### MATERIAL PROVIDED ###

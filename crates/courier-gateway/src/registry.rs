use std::collections::{BTreeSet, HashMap};
use std::sync::Arc;
use std::sync::atomic::{AtomicU8, Ordering};
use std::time::Duration;

use async_trait::async_trait;
use tokio::sync::{Mutex, RwLock};
use tokio::task::JoinHandle;
use tokio_util::sync::CancellationToken;
use tracing::{debug, error, info, warn};

use courier_crypto::CredentialVault;
use courier_db::Database;
use courier_db::audit::{Action, MONITORING_STARTED, MONITORING_STOPPED};
use courier_types::api::{SessionView, StartOutcome};
use courier_types::models::SessionState;

use crate::error::GatewayError;
use crate::pipeline::{ConnectionSource, MessagePipeline};
use crate::transport::{Connection, EventStream, Transport};

/// Supervision timing.
#[derive(Debug, Clone, Copy)]
pub struct RegistryConfig {
    /// Liveness check period while the connection is healthy.
    pub health_interval: Duration,
    /// Wait before the next attempt after a failed reconnect.
    pub retry_interval: Duration,
}

impl Default for RegistryConfig {
    fn default() -> Self {
        Self {
            health_interval: Duration::from_secs(60),
            retry_interval: Duration::from_secs(30),
        }
    }
}

/// Session state shared between the registry and the session's supervisor.
struct SharedState(AtomicU8);

impl SharedState {
    fn new(state: SessionState) -> Self {
        Self(AtomicU8::new(encode(state)))
    }

    fn get(&self) -> SessionState {
        decode(self.0.load(Ordering::Acquire))
    }

    fn set(&self, state: SessionState) {
        self.0.store(encode(state), Ordering::Release);
    }
}

fn encode(state: SessionState) -> u8 {
    match state {
        SessionState::Stopped => 0,
        SessionState::Starting => 1,
        SessionState::Running => 2,
        SessionState::Degraded => 3,
        SessionState::Stopping => 4,
    }
}

fn decode(raw: u8) -> SessionState {
    match raw {
        1 => SessionState::Starting,
        2 => SessionState::Running,
        3 => SessionState::Degraded,
        4 => SessionState::Stopping,
        _ => SessionState::Stopped,
    }
}

/// Everything owned by a started session.
struct SessionHandle {
    account_id: i64,
    connection: Arc<dyn Connection>,
    cancel: CancellationToken,
    tasks: Vec<JoinHandle<()>>,
}

/// A registry slot. `handle` is `None` while the session is still starting
/// and again once teardown has taken it.
struct SessionEntry {
    state: Arc<SharedState>,
    handle: Option<SessionHandle>,
}

/// Owns one live connection per user and the tasks that supervise it.
#[derive(Clone)]
pub struct SessionRegistry {
    inner: Arc<RegistryInner>,
}

struct RegistryInner {
    db: Arc<Database>,
    vault: Arc<CredentialVault>,
    transport: Arc<dyn Transport>,
    pipeline: Arc<MessagePipeline>,
    config: RegistryConfig,

    /// remote user id -> session slot
    sessions: RwLock<HashMap<i64, SessionEntry>>,

    /// Per-user locks serialising start/stop so two lifecycle calls for
    /// the same user never interleave.
    lifecycle: Mutex<HashMap<i64, Arc<Mutex<()>>>>,
}

impl SessionRegistry {
    pub fn new(
        db: Arc<Database>,
        vault: Arc<CredentialVault>,
        transport: Arc<dyn Transport>,
        pipeline: Arc<MessagePipeline>,
        config: RegistryConfig,
    ) -> Self {
        Self {
            inner: Arc::new(RegistryInner {
                db,
                vault,
                transport,
                pipeline,
                config,
                sessions: RwLock::new(HashMap::new()),
                lifecycle: Mutex::new(HashMap::new()),
            }),
        }
    }

    async fn lifecycle_lock(&self, user: i64) -> Arc<Mutex<()>> {
        self.inner
            .lifecycle
            .lock()
            .await
            .entry(user)
            .or_default()
            .clone()
    }

    /// Drop the user's lifecycle lock from the map once no other call holds
    /// or waits on it, so the map only tracks in-flight start/stop calls.
    async fn release_lifecycle_lock(&self, user: i64, lock: Arc<Mutex<()>>) {
        let mut locks = self.inner.lifecycle.lock().await;
        // One reference in the map, one here.
        if Arc::strong_count(&lock) == 2 {
            locks.remove(&user);
        }
    }

    /// Start monitoring `user`. Idempotent: a user with a session already
    /// registered gets `AlreadyRunning`. Failures leave no trace in the
    /// registry and are not retried.
    pub async fn start(&self, user: i64) -> Result<StartOutcome, GatewayError> {
        let lock = self.lifecycle_lock(user).await;
        let guard = lock.lock().await;
        let result = self.start_locked(user).await;
        drop(guard);
        self.release_lifecycle_lock(user, lock).await;
        result
    }

    async fn start_locked(&self, user: i64) -> Result<StartOutcome, GatewayError> {
        let state = {
            let mut sessions = self.inner.sessions.write().await;
            if sessions.contains_key(&user) {
                debug!("Session for user {} already registered", user);
                return Ok(StartOutcome::AlreadyRunning);
            }

            let state = Arc::new(SharedState::new(SessionState::Starting));
            sessions.insert(
                user,
                SessionEntry {
                    state: state.clone(),
                    handle: None,
                },
            );
            state
        };

        let (account_id, connection, events) = match self.open_session(user).await {
            Ok(opened) => opened,
            Err(e) => {
                self.inner.sessions.write().await.remove(&user);
                warn!("Failed to start session for user {}: {}", user, e);
                return Err(e);
            }
        };

        state.set(SessionState::Running);
        let cancel = CancellationToken::new();

        let supervisor = tokio::spawn(supervise(
            user,
            connection.clone(),
            state.clone(),
            self.inner.db.clone(),
            self.inner.config,
            cancel.clone(),
        ));
        let consumer = tokio::spawn(consume(user, events, self.clone(), cancel.clone()));

        if let Some(entry) = self.inner.sessions.write().await.get_mut(&user) {
            entry.handle = Some(SessionHandle {
                account_id,
                connection,
                cancel,
                tasks: vec![supervisor, consumer],
            });
        }

        self.audit(MONITORING_STARTED, account_id, user).await;
        info!("Monitoring started for user {}", user);
        Ok(StartOutcome::Started)
    }

    /// Load the user, check consent, recover the credential and connect.
    async fn open_session(
        &self,
        user: i64,
    ) -> Result<(i64, Arc<dyn Connection>, EventStream), GatewayError> {
        let db = self.inner.db.clone();
        let record = tokio::task::spawn_blocking(move || db.get_user_by_remote_id(user))
            .await??
            .ok_or(GatewayError::UserNotFound(user))?;

        if !record.consent {
            return Err(GatewayError::ConsentMissing(user));
        }

        // First use of a user key runs the full KDF, so keep it off the runtime.
        let vault = self.inner.vault.clone();
        let sealed = record.encrypted_credential;
        let credential = tokio::task::spawn_blocking(move || vault.decrypt(user, &sealed))
            .await?
            .map_err(|source| GatewayError::Decryption { user, source })?;

        let (connection, events) = self.inner.transport.connect(&credential).await?;
        Ok((record.id, connection, events))
    }

    /// Stop monitoring `user` and wait for teardown to finish: tasks are
    /// cancelled and joined, then the transport is disconnected, then the
    /// slot is removed. Stopping an unknown user does nothing.
    pub async fn stop(&self, user: i64) {
        let lock = self.lifecycle_lock(user).await;
        let guard = lock.lock().await;
        self.stop_locked(user).await;
        drop(guard);
        self.release_lifecycle_lock(user, lock).await;
    }

    async fn stop_locked(&self, user: i64) {
        let handle = {
            let mut sessions = self.inner.sessions.write().await;
            let Some(entry) = sessions.get_mut(&user) else {
                return;
            };
            entry.state.set(SessionState::Stopping);
            entry.handle.take()
        };

        let Some(handle) = handle else {
            self.inner.sessions.write().await.remove(&user);
            return;
        };

        handle.cancel.cancel();
        for task in handle.tasks {
            if let Err(e) = task.await {
                error!("Session task for user {} ended abnormally: {}", user, e);
            }
        }
        handle.connection.disconnect().await;

        self.inner.sessions.write().await.remove(&user);

        self.audit(MONITORING_STOPPED, handle.account_id, user).await;
        info!("Monitoring stopped for user {}", user);
    }

    /// Stop every session concurrently and wait for all of them.
    pub async fn shutdown(&self) {
        let users: Vec<i64> = self.inner.sessions.read().await.keys().copied().collect();
        if users.is_empty() {
            return;
        }

        info!("Stopping {} sessions", users.len());
        futures_util::future::join_all(users.into_iter().map(|user| self.stop(user))).await;
    }

    /// Start a session for every active, consenting user. Individual
    /// failures are logged; returns how many sessions were started.
    pub async fn resume_all(&self) -> Result<usize, GatewayError> {
        let db = self.inner.db.clone();
        let users = tokio::task::spawn_blocking(move || db.list_resumable_users()).await??;

        let mut started = 0;
        for user in users {
            match self.start(user).await {
                Ok(StartOutcome::Started) => started += 1,
                Ok(StartOutcome::AlreadyRunning) => {}
                Err(e) => warn!("Could not resume user {}: {}", user, e),
            }
        }

        info!("Resumed {} sessions", started);
        Ok(started)
    }

    /// Users with a live (running or degraded) session.
    pub async fn list_active(&self) -> BTreeSet<i64> {
        self.inner
            .sessions
            .read()
            .await
            .iter()
            .filter(|(_, entry)| entry.state.get().is_live())
            .map(|(user, _)| *user)
            .collect()
    }

    /// Every registered session with its current state, ordered by user.
    pub async fn sessions(&self) -> Vec<SessionView> {
        let mut views: Vec<SessionView> = self
            .inner
            .sessions
            .read()
            .await
            .iter()
            .map(|(user, entry)| SessionView {
                remote_id: *user,
                state: entry.state.get(),
            })
            .collect();
        views.sort_by_key(|v| v.remote_id);
        views
    }

    pub async fn state(&self, user: i64) -> SessionState {
        self.inner
            .sessions
            .read()
            .await
            .get(&user)
            .map(|entry| entry.state.get())
            .unwrap_or(SessionState::Stopped)
    }

    /// Any running session whose transport reports connected. Callers must
    /// treat `None` as "forwarding temporarily unavailable".
    pub async fn get_sendable_connection(&self) -> Option<Arc<dyn Connection>> {
        self.inner
            .sessions
            .read()
            .await
            .values()
            .filter(|entry| entry.state.get() == SessionState::Running)
            .filter_map(|entry| entry.handle.as_ref())
            .find(|handle| handle.connection.is_connected())
            .map(|handle| handle.connection.clone())
    }

    pub async fn connection_for(&self, user: i64) -> Option<Arc<dyn Connection>> {
        let sessions = self.inner.sessions.read().await;
        let entry = sessions.get(&user)?;
        if entry.state.get() != SessionState::Running {
            return None;
        }
        entry
            .handle
            .as_ref()
            .filter(|handle| handle.connection.is_connected())
            .map(|handle| handle.connection.clone())
    }

    async fn audit(&self, action_type: &'static str, account_id: i64, user: i64) {
        let db = self.inner.db.clone();
        let result = tokio::task::spawn_blocking(move || {
            db.log_action(
                Action::new(action_type)
                    .user(account_id)
                    .target("remote_user", user),
            )
        })
        .await;

        match result {
            Ok(Ok(())) => {}
            Ok(Err(e)) => warn!("Audit entry {} for user {} not written: {}", action_type, user, e),
            Err(e) => warn!("Audit task for user {} failed: {}", user, e),
        }
    }
}
//! Shared data model for the courier workspace.
//!
//! `models` mirrors what the store persists, `events` is what a transport
//! delivers, and `api` holds the operations-API request/response bodies.

pub mod api;
pub mod events;
pub mod models;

###

■ **PROBLEM DETAILS**:
Whenever the string "Some" shows up in a line above, copy that line.

■ **FINISHED TASK**:
        if let Some(entry) = self.inner.sessions.write().await.get_mut(&user) {
            entry.handle = Some(SessionHandle {
            let Some(entry) = sessions.get_mut(&user) else {
        let Some(handle) = handle else {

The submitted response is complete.